(Beginning of SOURCE RECORDS)
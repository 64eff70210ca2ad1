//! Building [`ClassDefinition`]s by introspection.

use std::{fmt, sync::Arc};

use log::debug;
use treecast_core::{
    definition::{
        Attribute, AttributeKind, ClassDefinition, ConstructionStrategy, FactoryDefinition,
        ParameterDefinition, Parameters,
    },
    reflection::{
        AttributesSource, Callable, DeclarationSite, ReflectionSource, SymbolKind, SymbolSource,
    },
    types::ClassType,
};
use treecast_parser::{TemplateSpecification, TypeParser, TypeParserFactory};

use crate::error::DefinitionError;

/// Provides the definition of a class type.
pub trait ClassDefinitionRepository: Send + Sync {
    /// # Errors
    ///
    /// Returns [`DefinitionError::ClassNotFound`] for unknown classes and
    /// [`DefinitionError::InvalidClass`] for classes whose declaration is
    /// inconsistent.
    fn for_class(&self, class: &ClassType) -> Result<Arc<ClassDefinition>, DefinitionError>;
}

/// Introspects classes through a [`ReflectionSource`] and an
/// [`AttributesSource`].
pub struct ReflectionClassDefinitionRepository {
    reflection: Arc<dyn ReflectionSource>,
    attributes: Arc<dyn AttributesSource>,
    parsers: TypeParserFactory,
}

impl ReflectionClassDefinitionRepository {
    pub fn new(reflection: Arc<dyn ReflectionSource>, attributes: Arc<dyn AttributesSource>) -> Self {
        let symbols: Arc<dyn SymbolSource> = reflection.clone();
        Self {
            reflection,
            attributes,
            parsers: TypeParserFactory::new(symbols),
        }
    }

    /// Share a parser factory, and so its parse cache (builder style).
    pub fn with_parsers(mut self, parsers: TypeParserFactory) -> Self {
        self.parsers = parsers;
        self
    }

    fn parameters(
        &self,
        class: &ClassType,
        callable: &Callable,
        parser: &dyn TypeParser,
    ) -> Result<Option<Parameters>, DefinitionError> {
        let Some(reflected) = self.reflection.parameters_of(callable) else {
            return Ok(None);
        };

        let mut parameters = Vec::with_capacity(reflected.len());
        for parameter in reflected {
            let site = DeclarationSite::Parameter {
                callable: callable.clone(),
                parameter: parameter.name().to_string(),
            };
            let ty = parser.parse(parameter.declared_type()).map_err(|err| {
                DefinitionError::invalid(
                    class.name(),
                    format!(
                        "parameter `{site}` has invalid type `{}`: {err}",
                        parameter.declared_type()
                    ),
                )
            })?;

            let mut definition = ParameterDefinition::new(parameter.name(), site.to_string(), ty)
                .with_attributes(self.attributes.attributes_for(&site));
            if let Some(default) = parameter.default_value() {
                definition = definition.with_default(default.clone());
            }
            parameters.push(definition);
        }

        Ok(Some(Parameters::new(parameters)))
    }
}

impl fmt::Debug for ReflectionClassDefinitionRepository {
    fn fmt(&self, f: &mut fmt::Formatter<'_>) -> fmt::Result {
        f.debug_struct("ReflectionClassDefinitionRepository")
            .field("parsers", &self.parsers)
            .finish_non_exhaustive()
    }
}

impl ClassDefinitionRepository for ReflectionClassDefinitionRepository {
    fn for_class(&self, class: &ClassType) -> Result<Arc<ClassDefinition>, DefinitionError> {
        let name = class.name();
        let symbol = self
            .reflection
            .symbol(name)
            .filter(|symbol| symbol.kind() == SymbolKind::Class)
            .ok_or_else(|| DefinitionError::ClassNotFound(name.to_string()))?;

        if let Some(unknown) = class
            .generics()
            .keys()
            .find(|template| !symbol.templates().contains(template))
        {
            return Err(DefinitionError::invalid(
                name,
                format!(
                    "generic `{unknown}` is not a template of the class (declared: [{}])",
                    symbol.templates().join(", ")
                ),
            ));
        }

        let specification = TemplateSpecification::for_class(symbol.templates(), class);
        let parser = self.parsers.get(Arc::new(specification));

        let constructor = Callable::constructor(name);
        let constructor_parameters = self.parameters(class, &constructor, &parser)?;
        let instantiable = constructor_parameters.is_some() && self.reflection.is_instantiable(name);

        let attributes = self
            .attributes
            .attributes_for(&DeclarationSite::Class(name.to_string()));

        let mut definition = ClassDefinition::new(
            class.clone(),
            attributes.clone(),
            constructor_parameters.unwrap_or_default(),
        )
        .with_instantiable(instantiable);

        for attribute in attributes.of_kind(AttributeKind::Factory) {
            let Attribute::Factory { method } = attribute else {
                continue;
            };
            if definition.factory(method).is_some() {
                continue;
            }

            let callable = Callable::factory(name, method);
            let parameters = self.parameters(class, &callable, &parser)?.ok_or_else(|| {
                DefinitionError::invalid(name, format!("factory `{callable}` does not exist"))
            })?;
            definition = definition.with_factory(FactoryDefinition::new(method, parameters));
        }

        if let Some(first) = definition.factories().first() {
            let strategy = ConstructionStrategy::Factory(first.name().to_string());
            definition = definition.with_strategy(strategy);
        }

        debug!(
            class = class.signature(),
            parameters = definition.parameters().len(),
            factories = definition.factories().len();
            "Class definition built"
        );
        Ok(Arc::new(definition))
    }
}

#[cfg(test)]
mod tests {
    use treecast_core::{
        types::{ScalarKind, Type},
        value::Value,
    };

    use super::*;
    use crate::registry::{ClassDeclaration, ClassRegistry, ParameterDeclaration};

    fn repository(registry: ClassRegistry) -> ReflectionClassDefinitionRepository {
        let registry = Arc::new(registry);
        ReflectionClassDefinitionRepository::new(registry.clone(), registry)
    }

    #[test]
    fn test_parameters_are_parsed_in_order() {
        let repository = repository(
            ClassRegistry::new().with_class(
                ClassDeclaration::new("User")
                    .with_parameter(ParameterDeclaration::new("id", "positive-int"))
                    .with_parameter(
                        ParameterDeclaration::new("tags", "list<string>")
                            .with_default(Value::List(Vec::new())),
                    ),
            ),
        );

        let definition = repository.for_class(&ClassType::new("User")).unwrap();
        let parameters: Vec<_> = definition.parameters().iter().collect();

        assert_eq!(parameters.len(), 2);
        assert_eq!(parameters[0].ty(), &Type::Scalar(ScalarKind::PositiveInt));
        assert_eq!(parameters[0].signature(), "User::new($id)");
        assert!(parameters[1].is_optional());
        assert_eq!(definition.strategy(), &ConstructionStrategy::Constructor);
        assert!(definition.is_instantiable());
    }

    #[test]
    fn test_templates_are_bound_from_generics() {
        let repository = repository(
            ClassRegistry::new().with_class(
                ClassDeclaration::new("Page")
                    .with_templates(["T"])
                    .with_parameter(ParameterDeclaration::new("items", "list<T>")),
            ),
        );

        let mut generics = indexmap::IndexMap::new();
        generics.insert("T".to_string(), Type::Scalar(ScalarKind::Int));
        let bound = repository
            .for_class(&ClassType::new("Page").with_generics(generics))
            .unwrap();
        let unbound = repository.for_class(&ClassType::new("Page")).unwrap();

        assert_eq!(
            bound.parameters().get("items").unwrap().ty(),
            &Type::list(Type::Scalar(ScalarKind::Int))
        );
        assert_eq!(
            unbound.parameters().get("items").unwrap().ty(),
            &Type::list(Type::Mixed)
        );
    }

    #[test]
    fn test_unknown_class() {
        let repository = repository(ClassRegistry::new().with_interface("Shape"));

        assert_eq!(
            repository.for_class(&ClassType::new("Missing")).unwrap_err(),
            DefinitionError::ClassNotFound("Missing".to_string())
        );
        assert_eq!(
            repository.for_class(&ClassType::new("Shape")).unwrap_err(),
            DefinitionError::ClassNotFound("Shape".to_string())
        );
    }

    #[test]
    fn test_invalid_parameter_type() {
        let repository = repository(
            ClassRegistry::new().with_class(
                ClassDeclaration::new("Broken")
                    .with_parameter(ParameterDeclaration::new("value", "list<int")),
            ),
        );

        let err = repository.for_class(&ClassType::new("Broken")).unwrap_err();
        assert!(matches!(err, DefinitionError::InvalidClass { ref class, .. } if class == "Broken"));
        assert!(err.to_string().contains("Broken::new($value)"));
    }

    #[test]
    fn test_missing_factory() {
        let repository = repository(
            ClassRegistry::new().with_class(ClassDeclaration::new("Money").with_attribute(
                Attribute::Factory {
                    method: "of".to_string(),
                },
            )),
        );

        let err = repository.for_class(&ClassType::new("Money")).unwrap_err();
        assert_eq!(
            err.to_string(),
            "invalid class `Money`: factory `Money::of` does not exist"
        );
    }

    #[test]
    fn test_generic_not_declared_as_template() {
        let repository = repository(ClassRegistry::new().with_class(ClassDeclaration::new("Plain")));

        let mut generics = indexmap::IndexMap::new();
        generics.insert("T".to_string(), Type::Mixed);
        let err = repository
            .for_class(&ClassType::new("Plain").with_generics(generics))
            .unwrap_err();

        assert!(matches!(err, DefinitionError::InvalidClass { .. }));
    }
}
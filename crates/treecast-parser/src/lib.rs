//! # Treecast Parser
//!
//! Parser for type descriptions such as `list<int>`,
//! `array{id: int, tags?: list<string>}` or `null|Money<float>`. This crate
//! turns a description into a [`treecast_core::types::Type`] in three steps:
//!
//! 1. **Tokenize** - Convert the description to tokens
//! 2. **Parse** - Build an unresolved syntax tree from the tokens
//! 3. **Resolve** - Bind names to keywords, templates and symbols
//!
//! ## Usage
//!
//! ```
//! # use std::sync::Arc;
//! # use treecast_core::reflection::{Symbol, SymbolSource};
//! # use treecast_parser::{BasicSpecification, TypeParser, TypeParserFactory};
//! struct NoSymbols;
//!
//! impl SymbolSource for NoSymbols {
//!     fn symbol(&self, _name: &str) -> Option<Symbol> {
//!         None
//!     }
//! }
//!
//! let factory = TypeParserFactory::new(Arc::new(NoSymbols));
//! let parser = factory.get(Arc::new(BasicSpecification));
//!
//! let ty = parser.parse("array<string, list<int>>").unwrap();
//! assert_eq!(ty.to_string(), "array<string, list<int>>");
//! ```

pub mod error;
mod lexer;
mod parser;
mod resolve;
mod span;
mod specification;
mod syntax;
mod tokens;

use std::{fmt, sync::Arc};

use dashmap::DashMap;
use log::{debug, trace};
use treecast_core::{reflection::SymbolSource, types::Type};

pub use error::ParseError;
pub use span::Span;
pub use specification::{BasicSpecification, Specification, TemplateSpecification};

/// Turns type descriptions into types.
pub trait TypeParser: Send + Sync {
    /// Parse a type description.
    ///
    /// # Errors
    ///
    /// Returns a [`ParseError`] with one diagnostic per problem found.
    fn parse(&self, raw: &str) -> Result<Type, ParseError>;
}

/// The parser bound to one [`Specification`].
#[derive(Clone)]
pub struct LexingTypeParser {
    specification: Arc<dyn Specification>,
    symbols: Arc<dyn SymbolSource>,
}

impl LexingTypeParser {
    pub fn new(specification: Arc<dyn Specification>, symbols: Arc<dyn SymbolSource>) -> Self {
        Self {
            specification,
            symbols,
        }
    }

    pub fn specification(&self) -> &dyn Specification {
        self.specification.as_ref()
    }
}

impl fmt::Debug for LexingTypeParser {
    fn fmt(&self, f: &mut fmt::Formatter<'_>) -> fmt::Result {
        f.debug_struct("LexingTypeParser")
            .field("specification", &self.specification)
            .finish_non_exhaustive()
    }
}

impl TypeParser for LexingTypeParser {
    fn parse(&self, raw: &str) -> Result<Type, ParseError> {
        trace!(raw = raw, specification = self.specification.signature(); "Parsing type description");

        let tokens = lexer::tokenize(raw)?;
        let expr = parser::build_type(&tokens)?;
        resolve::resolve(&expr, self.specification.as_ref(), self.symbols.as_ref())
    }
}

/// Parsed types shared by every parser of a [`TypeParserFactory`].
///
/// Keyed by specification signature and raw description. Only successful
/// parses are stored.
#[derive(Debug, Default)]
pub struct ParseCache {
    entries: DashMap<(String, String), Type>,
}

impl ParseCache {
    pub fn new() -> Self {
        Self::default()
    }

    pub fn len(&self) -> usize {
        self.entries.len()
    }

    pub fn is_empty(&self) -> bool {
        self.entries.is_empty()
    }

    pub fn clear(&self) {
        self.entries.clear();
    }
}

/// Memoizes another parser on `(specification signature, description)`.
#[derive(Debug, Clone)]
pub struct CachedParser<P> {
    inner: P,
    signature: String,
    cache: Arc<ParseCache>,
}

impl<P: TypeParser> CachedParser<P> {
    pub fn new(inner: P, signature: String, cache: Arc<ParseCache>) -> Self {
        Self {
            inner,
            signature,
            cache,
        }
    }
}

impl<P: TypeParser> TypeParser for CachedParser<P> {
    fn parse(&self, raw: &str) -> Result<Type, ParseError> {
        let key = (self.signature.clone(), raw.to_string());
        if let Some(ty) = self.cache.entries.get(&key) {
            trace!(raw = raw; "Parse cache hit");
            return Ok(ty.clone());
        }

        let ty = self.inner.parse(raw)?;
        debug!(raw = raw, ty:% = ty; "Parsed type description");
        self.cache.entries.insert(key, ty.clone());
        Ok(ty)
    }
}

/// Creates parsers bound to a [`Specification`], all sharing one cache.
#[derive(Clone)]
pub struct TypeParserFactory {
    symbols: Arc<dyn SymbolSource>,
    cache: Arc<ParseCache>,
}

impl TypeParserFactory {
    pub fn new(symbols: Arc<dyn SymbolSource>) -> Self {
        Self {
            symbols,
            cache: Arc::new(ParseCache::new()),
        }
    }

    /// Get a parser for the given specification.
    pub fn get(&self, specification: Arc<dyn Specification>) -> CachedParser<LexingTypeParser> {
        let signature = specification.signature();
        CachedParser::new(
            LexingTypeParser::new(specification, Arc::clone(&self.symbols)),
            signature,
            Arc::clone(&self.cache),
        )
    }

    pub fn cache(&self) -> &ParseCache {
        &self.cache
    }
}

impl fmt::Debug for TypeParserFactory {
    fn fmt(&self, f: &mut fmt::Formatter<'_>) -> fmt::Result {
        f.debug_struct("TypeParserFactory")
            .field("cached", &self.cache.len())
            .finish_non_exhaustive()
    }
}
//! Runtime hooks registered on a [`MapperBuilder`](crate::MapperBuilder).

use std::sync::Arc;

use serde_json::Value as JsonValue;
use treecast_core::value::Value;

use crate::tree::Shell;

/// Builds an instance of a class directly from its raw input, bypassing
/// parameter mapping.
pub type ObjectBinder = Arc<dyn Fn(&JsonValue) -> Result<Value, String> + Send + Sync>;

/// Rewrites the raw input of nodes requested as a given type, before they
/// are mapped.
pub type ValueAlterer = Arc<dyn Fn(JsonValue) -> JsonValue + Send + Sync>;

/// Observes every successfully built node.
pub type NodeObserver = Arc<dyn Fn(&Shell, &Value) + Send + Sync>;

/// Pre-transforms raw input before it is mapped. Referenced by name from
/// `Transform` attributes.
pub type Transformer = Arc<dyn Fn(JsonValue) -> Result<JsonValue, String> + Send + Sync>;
(End of SOURCE RECORDS)
> **EXERCISE INSTRUCTIONS**
For the word "trace", count the lines of the records that contain it and give only the number.

> **EXERCISE SOLUTION**
3